Дневной жар выбелил чистую высь. Глаза Вирайи резало, но он все же не отводил их от горячего блеклого неба, пытаясь понять: не почудился ли ему легкий моторный рокот в вышине?
Нет, не почудился. Белая царапина, расходящийся след, словно пена за кормой лодки; словно белоснежное перо с тонко отточенным концом поднимается с Юго-Востока над краем степи...
Как во время воздушного боя, - не успев отдать себе отчет, почему он поступает именно так, - Вирайя крикнул, срывая горло: «Все в укрытие!» - и прыгнул сам, чуть не сломав ноги, в глубокую расселину склона.
Теперь горизонт был скрыт от него. Справа, в устье оврага, появилась мокрая Аштор. Она тащила за руку Дану. Вода мешала им бежать. Тогда Вирайя захрипел сорванным голосом:
- Ложись, где стоишь!
Каждое мгновение стало нестерпимо долгим. Аштор буквально швырнула Дану вперед; рыжая с воплем, подняв облако пыли, упала к ногам Вирайи. Сама гетера поскользнулась на мылкой кайме берега. Плеск…

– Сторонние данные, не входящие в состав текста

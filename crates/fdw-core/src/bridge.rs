// SPDX-License-Identifier: Apache-2.0

//! Type & encoding bridge
//!
//! Pure conversions between local [`Value`]s and [`RemoteValue`]s for one
//! column. No I/O happens here; everything the conversion depends on (remote
//! version, session time zones, charset policy) is carried in
//! [`BridgeContext`].

use chrono::{DateTime, FixedOffset, NaiveDateTime, NaiveTime, Offset, TimeZone, Timelike, Utc};
use rust_decimal::prelude::ToPrimitive;
use rust_decimal::Decimal;
use uuid::Uuid;

use crate::charset::CharsetPolicy;
use crate::descriptor::{BoolSentinel, ColumnDescriptor, ConversionMode};
use crate::error::{FdwError, FdwResult};
use crate::options::ServerOptions;
use crate::types::{LocalType, RemoteVersion};
use crate::value::{RemoteValue, Value};

/// Finest sub-second step the remote stores (1/10000 s).
pub const REMOTE_FRACTION_NANOS: u32 = 100_000;

/// Everything a conversion needs beside the value and its column
#[derive(Debug, Clone, Copy, PartialEq, Eq)]
pub struct BridgeContext {
    pub version: RemoteVersion,
    /// Time zone of the remote session; zoned values are normalized to it on write.
    pub session_zone: FixedOffset,
    /// Zone zoned values are re-tagged with on read.
    pub local_zone: FixedOffset,
    pub charset_policy: CharsetPolicy,
    pub implicit_bool_type: bool,
}

impl BridgeContext {
    pub fn new(server: &ServerOptions, version: RemoteVersion) -> Self {
        let utc = Utc.fix();
        Self {
            version,
            session_zone: utc,
            local_zone: utc,
            charset_policy: server.unmapped_charset,
            implicit_bool_type: server.implicit_bool_type,
        }
    }

    pub fn with_zones(mut self, session_zone: FixedOffset, local_zone: FixedOffset) -> Self {
        self.session_zone = session_zone;
        self.local_zone = local_zone;
        self
    }

    pub fn mode(&self, column: &ColumnDescriptor) -> ConversionMode {
        let server = ServerOptions {
            implicit_bool_type: self.implicit_bool_type,
            ..ServerOptions::default()
        };
        column.conversion_mode(&server, self.version)
    }
}

/// Drops precision below the remote's sub-second step. Never rounds.
pub fn truncate_time(time: NaiveTime) -> NaiveTime {
    let nanos = time.nanosecond();
    time.with_nanosecond(nanos - nanos % REMOTE_FRACTION_NANOS)
        .unwrap_or(time)
}

pub fn truncate_timestamp(ts: NaiveDateTime) -> NaiveDateTime {
    let nanos = ts.nanosecond();
    ts.with_nanosecond(nanos - nanos % REMOTE_FRACTION_NANOS)
        .unwrap_or(ts)
}

/// True when a time value survives a write unchanged.
pub fn is_remote_precise(time: NaiveTime) -> bool {
    time.nanosecond() % REMOTE_FRACTION_NANOS == 0
}

fn mismatch(column: &ColumnDescriptor, value_kind: &str) -> FdwError {
    FdwError::conversion(format!(
        "column \"{}\" of type {} cannot hold a {value_kind} value",
        column.name, column.local_type
    ))
}

fn check_bounds(column: &ColumnDescriptor, v: i64) -> FdwResult<i64> {
    match column.local_type.integer_bounds() {
        Some((min, max)) if v < min || v > max => Err(FdwError::conversion(format!(
            "value {v} out of range for column \"{}\" of type {}",
            column.name, column.local_type
        ))),
        _ => Ok(v),
    }
}

/// Converts a local value for transmission to the remote.
pub fn to_remote(value: &Value, column: &ColumnDescriptor, ctx: &BridgeContext) -> FdwResult<RemoteValue> {
    if value.is_null() {
        return Ok(RemoteValue::Null);
    }

    if let ConversionMode::EmulatedBool(sentinel) = ctx.mode(column) {
        let b = value.as_bool().ok_or_else(|| mismatch(column, value.kind()))?;
        return Ok(match sentinel {
            BoolSentinel::Integer => RemoteValue::Integer(i64::from(b)),
            BoolSentinel::Char => RemoteValue::Text(if b { "1" } else { "0" }.to_string()),
        });
    }

    let remote = match (column.local_type, value) {
        (LocalType::Bool, Value::Bool(b)) => {
            if !ctx.version.has_native_boolean() {
                return Err(FdwError::conversion(format!(
                    "remote server {} has no BOOLEAN type; mark column \"{}\" with implicit_bool_type",
                    ctx.version, column.name
                )));
            }
            RemoteValue::Boolean(*b)
        }
        (ty, Value::Int(i)) if ty.is_integer() => RemoteValue::Integer(check_bounds(column, *i)?),
        (LocalType::Numeric { .. }, Value::Int(i)) => RemoteValue::Integer(*i),
        (LocalType::Numeric { .. }, Value::Numeric(d)) => RemoteValue::Decimal(*d),
        (LocalType::Float4 | LocalType::Float8, Value::Float(f)) => RemoteValue::Double(*f),
        (ty, Value::Text(s)) if ty.is_character() => RemoteValue::Text(s.clone()),
        (ty, Value::RawText(bytes)) if ty.is_character() => RemoteValue::UntaggedText(bytes.clone()),
        (LocalType::Bytea, Value::Bytes(bytes)) => RemoteValue::Binary(bytes.clone()),
        (LocalType::Uuid, Value::Uuid(u)) => RemoteValue::Binary(u.as_bytes().to_vec()),
        (LocalType::Date, Value::Date(d)) => RemoteValue::Date(*d),
        (LocalType::Time, Value::Time(t)) => RemoteValue::Time(truncate_time(*t)),
        (LocalType::Timestamp, Value::Timestamp(ts)) => {
            RemoteValue::Timestamp(truncate_timestamp(*ts))
        }
        (LocalType::TimestampTz, Value::TimestampTz(dt)) => {
            let normalized = dt.with_timezone(&ctx.session_zone);
            let truncated = truncate_timestamp(normalized.naive_local());
            RemoteValue::TimestampTz(attach_zone(truncated, ctx.session_zone, column)?)
        }
        (_, other) => return Err(mismatch(column, other.kind())),
    };
    Ok(remote)
}

fn attach_zone(
    naive: NaiveDateTime,
    zone: FixedOffset,
    column: &ColumnDescriptor,
) -> FdwResult<DateTime<FixedOffset>> {
    zone.from_local_datetime(&naive).single().ok_or_else(|| {
        FdwError::conversion(format!(
            "timestamp {naive} for column \"{}\" is not valid in zone {zone}",
            column.name
        ))
    })
}

fn decimal_to_i64(column: &ColumnDescriptor, d: Decimal) -> FdwResult<i64> {
    if !d.fract().is_zero() {
        return Err(FdwError::conversion(format!(
            "value {d} for column \"{}\" is not an integer",
            column.name
        )));
    }
    d.to_i64()
        .ok_or_else(|| FdwError::conversion(format!("value {d} out of range for column \"{}\"", column.name)))
}

/// Converts a value received from the remote into the column's local type.
pub fn from_remote(value: RemoteValue, column: &ColumnDescriptor, ctx: &BridgeContext) -> FdwResult<Value> {
    if value.is_null() {
        return Ok(Value::Null);
    }

    if let ConversionMode::EmulatedBool(_) = ctx.mode(column) {
        // False is exactly the zero sentinel; every other value reads as true.
        return match value {
            RemoteValue::Integer(i) => Ok(Value::Bool(i != 0)),
            RemoteValue::Int128(i) => Ok(Value::Bool(i != 0)),
            RemoteValue::Decimal(d) => Ok(Value::Bool(!d.is_zero())),
            RemoteValue::Text(s) => Ok(Value::Bool(s.trim_end() != "0")),
            RemoteValue::Boolean(b) => Ok(Value::Bool(b)),
            other => Err(mismatch(column, other.kind())),
        };
    }

    let local = match (column.local_type, value) {
        (LocalType::Bool, RemoteValue::Boolean(b)) => Value::Bool(b),
        (ty, RemoteValue::Integer(i)) if ty.is_integer() => Value::Int(check_bounds(column, i)?),
        (ty, RemoteValue::Int128(i)) if ty.is_integer() => {
            let narrowed = i64::try_from(i)
                .map_err(|_| FdwError::conversion(format!("value {i} out of range for column \"{}\"", column.name)))?;
            Value::Int(check_bounds(column, narrowed)?)
        }
        (ty, RemoteValue::Decimal(d)) if ty.is_integer() => {
            Value::Int(check_bounds(column, decimal_to_i64(column, d)?)?)
        }
        (LocalType::Numeric { .. }, RemoteValue::Decimal(d)) => Value::Numeric(d),
        (LocalType::Numeric { .. }, RemoteValue::Integer(i)) => Value::Numeric(Decimal::from(i)),
        (LocalType::Numeric { .. }, RemoteValue::Int128(i)) => Value::Numeric(
            Decimal::try_from_i128_with_scale(i, 0)
                .map_err(|e| FdwError::conversion(format!("column \"{}\": {e}", column.name)))?,
        ),
        (LocalType::Numeric { .. }, RemoteValue::Double(f)) => Value::Numeric(
            Decimal::from_f64_retain(f)
                .ok_or_else(|| FdwError::conversion(format!("value {f} cannot be represented as numeric")))?,
        ),
        (LocalType::Float4 | LocalType::Float8, RemoteValue::Double(f)) => Value::Float(f),
        (LocalType::Float4 | LocalType::Float8, RemoteValue::Integer(i)) => Value::Float(i as f64),
        (LocalType::Float4 | LocalType::Float8, RemoteValue::Decimal(d)) => {
            Value::Float(d.to_f64().ok_or_else(|| mismatch(column, "decimal"))?)
        }
        (ty, RemoteValue::Text(s)) if ty.is_character() => Value::Text(s),
        (ty, RemoteValue::UntaggedText(bytes)) if ty.is_character() => {
            Value::RawText(ctx.charset_policy.accept_untagged(&column.name, &bytes)?)
        }
        (ty, RemoteValue::Integer(i)) if ty.is_character() => Value::Text(i.to_string()),
        (ty, RemoteValue::Decimal(d)) if ty.is_character() => Value::Text(d.to_string()),
        (LocalType::Bytea, RemoteValue::Binary(bytes) | RemoteValue::UntaggedText(bytes)) => {
            Value::Bytes(bytes)
        }
        (LocalType::Bytea, RemoteValue::Text(s)) => Value::Bytes(s.into_bytes()),
        (LocalType::Uuid, RemoteValue::Binary(bytes) | RemoteValue::UntaggedText(bytes)) => {
            Value::Uuid(Uuid::from_slice(&bytes).map_err(|_| {
                FdwError::conversion(format!(
                    "column \"{}\" expects a 16 byte identifier, got {} bytes",
                    column.name,
                    bytes.len()
                ))
            })?)
        }
        (LocalType::Date, RemoteValue::Date(d)) => Value::Date(d),
        (LocalType::Time, RemoteValue::Time(t)) => Value::Time(t),
        (LocalType::Timestamp, RemoteValue::Timestamp(ts)) => Value::Timestamp(ts),
        (LocalType::TimestampTz, RemoteValue::TimestampTz(dt)) => {
            Value::TimestampTz(dt.with_timezone(&ctx.local_zone))
        }
        (LocalType::TimestampTz, RemoteValue::Timestamp(naive)) => {
            let zoned = attach_zone(naive, ctx.session_zone, column)?;
            Value::TimestampTz(zoned.with_timezone(&ctx.local_zone))
        }
        (_, other) => return Err(mismatch(column, other.kind())),
    };
    Ok(local)
}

Забыв обо всем, он рванулся помочь... Не успел.
Небо вдруг приобрело цвет расплавленной бронзы; кто-то жестоко ударил по ушам с обеих сторон, так что огненные колеса завертелись перед глазами. Вирайя уткнулся лбом в землю, но тут же поднял лицо, ибо чувствовал, что должен смотреть и запоминать.
Над гребнем склона, в южной стороне неба, творилось что-то омерзительное и невообразимое. Там разбухала, вспучивалась шишковатая, быстро темневшая туча. Сначала она была пламенной, затем быстро сделалась гнойно-ржавою. Клубящиеся отростки поползли к земле. Навстречу им рванулся, громоздясь, косматый столб праха. Прильнул, поддержал тучу, будто шляпку грузного кряжистого гриба...
Налетел первый порыв шквала. Воющая воздушная волна мчалась над рекой, срывая седую водяную пыль. Комья глины барабанили по спине, несколько раз больно ударили в темя. Воздух, упругий и твердый, давил резиновой ладонью, не давая вздохнуть…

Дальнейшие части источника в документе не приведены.